Task inputs –
=-=-=

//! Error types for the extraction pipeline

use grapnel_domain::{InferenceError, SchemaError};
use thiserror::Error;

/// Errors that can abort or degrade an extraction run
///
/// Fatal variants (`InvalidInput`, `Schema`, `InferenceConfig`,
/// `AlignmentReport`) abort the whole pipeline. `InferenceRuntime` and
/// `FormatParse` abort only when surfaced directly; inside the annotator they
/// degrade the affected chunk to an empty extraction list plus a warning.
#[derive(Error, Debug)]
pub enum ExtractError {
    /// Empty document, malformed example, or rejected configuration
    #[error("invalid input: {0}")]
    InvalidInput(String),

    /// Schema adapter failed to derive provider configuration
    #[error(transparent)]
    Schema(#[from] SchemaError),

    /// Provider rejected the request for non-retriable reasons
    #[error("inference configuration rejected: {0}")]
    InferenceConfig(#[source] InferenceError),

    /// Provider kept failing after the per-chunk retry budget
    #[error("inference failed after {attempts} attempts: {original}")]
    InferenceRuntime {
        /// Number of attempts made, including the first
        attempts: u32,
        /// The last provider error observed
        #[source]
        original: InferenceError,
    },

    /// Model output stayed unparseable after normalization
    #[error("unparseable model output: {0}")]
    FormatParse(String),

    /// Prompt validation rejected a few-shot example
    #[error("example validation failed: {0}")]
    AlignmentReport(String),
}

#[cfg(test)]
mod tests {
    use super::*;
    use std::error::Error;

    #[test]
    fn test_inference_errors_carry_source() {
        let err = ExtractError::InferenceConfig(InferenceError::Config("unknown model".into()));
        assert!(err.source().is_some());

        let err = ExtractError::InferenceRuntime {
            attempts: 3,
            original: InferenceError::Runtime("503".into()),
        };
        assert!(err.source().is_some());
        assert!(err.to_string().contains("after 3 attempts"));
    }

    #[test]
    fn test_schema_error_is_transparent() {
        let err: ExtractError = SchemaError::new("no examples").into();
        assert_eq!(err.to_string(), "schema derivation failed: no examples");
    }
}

=-=-=

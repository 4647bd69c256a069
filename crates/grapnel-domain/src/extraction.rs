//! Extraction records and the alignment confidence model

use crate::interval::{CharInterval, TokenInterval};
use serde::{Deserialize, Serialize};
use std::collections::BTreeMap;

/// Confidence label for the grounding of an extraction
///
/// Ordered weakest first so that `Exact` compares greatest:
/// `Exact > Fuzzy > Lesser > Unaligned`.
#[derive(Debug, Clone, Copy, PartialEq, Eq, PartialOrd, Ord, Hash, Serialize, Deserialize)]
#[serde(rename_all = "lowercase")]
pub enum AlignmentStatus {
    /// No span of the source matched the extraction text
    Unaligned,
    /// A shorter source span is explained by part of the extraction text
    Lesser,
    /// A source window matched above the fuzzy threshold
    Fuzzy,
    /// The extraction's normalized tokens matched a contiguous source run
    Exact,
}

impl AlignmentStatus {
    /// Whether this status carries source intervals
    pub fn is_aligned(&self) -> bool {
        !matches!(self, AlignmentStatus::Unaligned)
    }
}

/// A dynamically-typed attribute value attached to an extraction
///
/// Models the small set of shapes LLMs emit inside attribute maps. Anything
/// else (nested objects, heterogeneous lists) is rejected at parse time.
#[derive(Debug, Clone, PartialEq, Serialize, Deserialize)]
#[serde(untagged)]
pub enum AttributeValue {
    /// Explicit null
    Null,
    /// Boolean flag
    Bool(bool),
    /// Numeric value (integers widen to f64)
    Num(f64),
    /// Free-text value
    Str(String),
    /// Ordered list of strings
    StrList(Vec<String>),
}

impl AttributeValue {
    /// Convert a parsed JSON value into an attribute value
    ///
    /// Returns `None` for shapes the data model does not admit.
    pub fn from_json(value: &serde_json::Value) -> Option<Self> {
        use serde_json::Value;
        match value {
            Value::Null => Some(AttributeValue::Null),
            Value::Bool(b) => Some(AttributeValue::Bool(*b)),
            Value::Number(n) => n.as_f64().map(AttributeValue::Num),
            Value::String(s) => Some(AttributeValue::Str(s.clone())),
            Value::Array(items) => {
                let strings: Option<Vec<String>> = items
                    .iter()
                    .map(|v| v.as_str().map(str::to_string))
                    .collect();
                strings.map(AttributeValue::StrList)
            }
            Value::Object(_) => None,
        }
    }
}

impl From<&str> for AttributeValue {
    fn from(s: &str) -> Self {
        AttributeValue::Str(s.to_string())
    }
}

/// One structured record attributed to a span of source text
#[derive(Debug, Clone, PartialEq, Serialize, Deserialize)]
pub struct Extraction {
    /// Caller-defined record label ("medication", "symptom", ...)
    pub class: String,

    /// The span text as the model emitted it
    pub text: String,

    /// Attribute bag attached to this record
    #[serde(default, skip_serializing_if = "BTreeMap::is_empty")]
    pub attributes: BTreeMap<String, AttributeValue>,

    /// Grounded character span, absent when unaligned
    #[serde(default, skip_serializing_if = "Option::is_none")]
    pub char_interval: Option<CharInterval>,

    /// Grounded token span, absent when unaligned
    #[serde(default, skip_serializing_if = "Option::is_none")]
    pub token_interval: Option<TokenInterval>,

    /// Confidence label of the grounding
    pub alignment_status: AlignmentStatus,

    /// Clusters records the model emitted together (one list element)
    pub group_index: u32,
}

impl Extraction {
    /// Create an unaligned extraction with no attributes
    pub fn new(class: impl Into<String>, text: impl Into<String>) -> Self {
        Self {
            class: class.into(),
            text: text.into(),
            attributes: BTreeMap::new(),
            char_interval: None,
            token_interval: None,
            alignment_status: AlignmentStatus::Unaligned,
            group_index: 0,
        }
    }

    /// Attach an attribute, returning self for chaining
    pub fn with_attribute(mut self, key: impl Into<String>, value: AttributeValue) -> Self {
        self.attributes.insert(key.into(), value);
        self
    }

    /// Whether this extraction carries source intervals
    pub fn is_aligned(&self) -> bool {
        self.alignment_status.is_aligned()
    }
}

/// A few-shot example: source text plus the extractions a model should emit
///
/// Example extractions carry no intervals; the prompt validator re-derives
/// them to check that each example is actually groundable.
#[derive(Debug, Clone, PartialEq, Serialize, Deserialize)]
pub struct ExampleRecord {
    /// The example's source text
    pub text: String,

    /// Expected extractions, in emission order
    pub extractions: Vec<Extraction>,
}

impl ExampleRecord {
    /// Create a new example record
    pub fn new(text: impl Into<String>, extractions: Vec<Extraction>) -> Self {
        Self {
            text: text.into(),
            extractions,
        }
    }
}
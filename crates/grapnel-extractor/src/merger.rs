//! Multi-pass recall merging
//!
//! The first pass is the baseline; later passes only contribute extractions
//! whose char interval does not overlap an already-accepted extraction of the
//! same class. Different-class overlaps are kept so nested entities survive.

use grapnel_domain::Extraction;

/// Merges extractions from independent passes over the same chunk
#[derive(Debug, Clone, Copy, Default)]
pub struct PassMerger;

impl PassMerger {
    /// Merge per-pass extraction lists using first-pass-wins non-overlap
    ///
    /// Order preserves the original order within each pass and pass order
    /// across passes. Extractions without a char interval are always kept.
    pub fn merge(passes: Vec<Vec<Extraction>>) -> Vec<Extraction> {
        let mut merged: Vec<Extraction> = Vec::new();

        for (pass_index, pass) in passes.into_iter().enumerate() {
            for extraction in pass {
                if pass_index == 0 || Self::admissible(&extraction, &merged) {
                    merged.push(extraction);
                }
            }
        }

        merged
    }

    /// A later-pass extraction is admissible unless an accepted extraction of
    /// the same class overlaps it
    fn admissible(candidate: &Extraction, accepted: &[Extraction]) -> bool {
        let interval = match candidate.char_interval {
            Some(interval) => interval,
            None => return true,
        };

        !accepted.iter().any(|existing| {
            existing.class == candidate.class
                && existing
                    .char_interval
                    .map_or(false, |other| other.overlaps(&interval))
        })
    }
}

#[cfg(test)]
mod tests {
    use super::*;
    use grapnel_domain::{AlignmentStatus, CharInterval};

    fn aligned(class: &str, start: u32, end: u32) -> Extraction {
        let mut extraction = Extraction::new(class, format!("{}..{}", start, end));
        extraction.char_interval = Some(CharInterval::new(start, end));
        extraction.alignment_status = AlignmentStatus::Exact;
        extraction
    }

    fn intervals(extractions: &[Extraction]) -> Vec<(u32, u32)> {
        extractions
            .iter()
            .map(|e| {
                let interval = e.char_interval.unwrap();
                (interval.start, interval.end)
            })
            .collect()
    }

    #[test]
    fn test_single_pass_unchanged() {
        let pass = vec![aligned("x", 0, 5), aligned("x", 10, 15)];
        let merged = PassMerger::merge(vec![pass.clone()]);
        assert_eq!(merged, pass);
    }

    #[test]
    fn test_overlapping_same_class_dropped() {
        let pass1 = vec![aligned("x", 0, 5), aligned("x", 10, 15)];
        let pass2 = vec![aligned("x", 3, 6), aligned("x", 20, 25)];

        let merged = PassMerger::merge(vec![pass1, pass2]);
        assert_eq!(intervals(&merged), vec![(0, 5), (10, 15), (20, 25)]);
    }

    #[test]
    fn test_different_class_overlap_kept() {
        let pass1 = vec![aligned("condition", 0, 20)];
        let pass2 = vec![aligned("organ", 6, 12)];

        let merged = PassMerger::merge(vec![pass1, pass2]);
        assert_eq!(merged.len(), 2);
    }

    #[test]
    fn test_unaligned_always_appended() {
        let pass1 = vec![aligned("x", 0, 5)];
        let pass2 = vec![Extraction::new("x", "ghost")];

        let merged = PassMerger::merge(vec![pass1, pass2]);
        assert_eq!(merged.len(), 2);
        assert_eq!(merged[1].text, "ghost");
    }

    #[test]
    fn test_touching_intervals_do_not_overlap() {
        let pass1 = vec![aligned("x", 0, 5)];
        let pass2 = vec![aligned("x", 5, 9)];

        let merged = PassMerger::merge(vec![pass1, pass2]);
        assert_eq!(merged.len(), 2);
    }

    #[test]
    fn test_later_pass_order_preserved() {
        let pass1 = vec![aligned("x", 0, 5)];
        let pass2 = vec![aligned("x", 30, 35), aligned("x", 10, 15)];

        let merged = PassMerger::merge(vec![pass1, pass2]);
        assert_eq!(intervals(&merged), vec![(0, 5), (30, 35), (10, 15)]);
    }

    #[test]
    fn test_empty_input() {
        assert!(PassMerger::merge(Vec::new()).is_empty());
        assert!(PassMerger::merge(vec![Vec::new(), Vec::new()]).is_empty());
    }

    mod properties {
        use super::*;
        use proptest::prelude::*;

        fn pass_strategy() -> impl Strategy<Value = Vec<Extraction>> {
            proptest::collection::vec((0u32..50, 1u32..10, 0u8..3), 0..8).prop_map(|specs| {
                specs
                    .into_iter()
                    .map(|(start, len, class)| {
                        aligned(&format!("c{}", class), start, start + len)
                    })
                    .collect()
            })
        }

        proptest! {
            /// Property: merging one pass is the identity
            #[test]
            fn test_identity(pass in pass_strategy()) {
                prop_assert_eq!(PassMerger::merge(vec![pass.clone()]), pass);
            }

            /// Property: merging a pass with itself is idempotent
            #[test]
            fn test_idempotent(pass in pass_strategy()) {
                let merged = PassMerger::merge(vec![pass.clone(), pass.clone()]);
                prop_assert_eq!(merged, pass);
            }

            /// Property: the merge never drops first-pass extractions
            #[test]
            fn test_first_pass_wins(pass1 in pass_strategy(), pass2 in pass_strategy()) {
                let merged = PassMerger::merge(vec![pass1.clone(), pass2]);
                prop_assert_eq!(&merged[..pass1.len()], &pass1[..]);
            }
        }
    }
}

=-=-=

Task to complete – Locate the word "proptest" in the records and collect each line it appears in.

Result of this task –
        use proptest::prelude::*;
            proptest::collection::vec((0u32..50, 1u32..10, 0u8..3), 0..8).prop_map(|specs| {
        proptest! {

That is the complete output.